++++ DATA EXTRACTS ++++
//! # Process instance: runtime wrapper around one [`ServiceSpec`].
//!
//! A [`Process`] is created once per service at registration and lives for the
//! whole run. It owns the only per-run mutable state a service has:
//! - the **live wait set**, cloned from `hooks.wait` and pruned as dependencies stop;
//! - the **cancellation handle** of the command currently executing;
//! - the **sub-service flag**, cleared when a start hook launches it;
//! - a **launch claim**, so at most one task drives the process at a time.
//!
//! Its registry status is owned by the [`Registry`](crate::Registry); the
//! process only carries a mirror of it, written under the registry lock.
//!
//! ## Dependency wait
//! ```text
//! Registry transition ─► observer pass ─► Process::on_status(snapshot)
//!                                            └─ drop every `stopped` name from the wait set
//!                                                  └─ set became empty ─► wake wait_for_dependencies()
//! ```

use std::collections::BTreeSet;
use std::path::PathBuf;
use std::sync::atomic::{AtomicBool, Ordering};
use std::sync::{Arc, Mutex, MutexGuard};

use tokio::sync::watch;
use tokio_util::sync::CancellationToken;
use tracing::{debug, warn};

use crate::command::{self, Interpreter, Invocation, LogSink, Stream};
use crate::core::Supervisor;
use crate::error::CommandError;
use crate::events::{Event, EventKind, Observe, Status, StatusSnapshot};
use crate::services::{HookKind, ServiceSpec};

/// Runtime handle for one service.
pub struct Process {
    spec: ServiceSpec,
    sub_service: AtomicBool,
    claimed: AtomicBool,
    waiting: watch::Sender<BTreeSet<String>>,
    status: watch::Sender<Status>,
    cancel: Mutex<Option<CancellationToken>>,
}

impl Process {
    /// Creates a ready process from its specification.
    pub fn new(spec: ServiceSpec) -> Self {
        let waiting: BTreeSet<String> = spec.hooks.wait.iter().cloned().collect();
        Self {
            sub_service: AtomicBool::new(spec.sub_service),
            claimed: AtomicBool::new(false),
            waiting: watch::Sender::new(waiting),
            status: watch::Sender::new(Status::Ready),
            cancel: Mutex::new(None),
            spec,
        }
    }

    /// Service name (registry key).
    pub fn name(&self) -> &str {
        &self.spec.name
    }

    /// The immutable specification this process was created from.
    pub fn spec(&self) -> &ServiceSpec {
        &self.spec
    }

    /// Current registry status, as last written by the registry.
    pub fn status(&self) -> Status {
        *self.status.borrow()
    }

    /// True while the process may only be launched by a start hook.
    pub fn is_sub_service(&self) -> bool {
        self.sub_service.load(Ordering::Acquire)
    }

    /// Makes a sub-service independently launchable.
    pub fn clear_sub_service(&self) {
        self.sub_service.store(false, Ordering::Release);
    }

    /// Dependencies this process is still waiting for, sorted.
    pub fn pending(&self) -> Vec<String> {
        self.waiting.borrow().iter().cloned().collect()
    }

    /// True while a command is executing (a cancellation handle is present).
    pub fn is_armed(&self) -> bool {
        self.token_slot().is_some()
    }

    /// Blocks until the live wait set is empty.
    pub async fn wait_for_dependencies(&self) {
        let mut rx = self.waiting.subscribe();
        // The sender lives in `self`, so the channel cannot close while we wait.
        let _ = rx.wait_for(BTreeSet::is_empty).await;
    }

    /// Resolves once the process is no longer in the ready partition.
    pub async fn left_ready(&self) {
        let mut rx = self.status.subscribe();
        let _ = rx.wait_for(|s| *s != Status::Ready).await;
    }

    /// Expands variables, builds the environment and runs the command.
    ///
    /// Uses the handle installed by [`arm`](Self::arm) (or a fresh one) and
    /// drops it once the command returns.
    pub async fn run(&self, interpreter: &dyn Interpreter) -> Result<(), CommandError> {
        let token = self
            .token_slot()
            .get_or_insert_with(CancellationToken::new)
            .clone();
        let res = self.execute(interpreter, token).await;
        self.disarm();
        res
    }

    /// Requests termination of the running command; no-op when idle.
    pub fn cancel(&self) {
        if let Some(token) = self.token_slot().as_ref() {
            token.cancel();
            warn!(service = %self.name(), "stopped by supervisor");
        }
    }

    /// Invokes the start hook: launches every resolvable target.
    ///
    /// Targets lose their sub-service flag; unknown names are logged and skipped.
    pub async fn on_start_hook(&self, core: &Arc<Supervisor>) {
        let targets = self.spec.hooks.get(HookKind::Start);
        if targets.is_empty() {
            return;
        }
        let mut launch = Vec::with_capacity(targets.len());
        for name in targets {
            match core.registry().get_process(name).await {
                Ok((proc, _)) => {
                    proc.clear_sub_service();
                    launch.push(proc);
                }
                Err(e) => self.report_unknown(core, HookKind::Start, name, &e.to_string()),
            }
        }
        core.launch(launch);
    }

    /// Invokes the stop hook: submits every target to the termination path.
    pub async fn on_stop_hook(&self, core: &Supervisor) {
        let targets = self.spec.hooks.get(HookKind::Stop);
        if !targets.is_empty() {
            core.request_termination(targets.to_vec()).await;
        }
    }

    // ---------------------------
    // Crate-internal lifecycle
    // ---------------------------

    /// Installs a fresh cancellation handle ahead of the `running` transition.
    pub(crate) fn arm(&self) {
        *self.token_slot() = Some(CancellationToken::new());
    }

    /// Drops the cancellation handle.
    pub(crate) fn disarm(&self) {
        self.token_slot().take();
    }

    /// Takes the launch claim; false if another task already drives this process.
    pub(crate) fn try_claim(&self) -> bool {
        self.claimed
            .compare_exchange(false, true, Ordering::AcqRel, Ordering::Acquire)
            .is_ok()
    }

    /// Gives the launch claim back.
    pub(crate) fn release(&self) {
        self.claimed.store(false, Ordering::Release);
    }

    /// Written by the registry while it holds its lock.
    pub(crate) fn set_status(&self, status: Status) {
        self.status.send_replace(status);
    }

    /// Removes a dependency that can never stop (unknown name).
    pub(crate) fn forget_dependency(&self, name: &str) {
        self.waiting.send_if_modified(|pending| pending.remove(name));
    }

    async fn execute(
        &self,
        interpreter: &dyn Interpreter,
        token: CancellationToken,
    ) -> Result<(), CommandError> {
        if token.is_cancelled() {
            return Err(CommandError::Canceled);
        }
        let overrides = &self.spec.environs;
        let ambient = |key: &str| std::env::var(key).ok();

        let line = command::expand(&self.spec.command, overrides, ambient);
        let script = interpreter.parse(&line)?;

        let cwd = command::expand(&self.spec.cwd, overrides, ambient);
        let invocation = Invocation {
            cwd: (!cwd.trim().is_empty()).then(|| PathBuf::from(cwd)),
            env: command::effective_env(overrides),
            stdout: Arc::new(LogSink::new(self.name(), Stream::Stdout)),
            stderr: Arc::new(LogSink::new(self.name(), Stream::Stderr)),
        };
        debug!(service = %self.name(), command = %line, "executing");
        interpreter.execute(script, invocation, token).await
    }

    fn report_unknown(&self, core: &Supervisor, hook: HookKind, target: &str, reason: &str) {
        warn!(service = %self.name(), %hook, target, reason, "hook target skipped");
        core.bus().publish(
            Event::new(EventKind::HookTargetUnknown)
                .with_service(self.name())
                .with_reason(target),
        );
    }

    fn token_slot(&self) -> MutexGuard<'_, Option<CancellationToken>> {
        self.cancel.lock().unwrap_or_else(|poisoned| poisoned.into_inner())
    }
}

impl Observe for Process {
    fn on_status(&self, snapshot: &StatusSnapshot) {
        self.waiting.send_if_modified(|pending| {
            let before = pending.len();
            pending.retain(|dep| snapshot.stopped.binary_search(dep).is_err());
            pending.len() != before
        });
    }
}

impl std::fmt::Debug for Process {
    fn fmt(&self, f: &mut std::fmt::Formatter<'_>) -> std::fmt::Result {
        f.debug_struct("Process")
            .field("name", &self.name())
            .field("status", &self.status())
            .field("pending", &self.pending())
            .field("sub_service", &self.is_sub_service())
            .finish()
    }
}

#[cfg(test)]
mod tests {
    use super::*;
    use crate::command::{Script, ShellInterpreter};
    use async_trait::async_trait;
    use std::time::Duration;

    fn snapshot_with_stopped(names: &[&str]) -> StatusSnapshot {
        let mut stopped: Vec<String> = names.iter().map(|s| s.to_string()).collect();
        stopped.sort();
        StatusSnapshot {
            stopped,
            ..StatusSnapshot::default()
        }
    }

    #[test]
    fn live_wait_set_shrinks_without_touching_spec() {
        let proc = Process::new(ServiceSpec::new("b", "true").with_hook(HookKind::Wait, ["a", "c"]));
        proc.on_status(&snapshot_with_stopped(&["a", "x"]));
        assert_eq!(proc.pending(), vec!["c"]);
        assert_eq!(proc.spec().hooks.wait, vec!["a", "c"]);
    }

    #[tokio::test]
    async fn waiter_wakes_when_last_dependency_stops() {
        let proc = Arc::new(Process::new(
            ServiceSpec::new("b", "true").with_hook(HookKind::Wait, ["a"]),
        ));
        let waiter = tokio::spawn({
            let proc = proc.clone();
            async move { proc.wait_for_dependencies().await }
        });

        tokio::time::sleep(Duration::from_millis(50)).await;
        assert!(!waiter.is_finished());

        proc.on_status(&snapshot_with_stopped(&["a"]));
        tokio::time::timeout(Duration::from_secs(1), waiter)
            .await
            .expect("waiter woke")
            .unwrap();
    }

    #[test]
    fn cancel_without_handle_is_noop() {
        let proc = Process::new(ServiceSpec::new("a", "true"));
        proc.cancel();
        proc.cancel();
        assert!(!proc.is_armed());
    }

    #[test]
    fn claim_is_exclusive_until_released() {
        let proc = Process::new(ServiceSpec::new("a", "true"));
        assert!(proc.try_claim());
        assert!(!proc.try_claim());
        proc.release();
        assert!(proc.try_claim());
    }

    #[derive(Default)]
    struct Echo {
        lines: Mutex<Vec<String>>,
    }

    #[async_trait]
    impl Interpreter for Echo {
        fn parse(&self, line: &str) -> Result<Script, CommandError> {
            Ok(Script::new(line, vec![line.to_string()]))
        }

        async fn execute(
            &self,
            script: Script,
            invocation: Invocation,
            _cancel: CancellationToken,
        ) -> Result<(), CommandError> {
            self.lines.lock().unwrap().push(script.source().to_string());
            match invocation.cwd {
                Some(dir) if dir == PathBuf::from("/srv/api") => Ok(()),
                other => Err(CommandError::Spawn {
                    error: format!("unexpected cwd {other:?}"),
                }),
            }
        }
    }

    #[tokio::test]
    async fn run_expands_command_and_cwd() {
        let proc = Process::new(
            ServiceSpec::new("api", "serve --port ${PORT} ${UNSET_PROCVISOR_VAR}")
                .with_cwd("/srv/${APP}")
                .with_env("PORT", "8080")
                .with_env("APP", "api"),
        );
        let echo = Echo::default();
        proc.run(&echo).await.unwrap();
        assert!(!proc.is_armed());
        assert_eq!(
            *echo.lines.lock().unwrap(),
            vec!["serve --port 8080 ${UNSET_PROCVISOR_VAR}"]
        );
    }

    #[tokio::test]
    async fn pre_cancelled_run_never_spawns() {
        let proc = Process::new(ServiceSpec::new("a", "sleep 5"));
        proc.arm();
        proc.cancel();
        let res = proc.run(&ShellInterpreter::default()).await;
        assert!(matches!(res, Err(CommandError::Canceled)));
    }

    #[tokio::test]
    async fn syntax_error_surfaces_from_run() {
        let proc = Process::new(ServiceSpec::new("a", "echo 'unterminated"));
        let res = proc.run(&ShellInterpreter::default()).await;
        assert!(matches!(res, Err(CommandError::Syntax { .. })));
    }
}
++++
## TASK
Scan the material above. Extract every line in which the word "LogSink" occurs.

## ANSWER AREA
use crate::command::{self, Interpreter, Invocation, LogSink, Stream};
            stdout: Arc::new(LogSink::new(self.name(), Stream::Stdout)),
            stderr: Arc::new(LogSink::new(self.name(), Stream::Stderr)),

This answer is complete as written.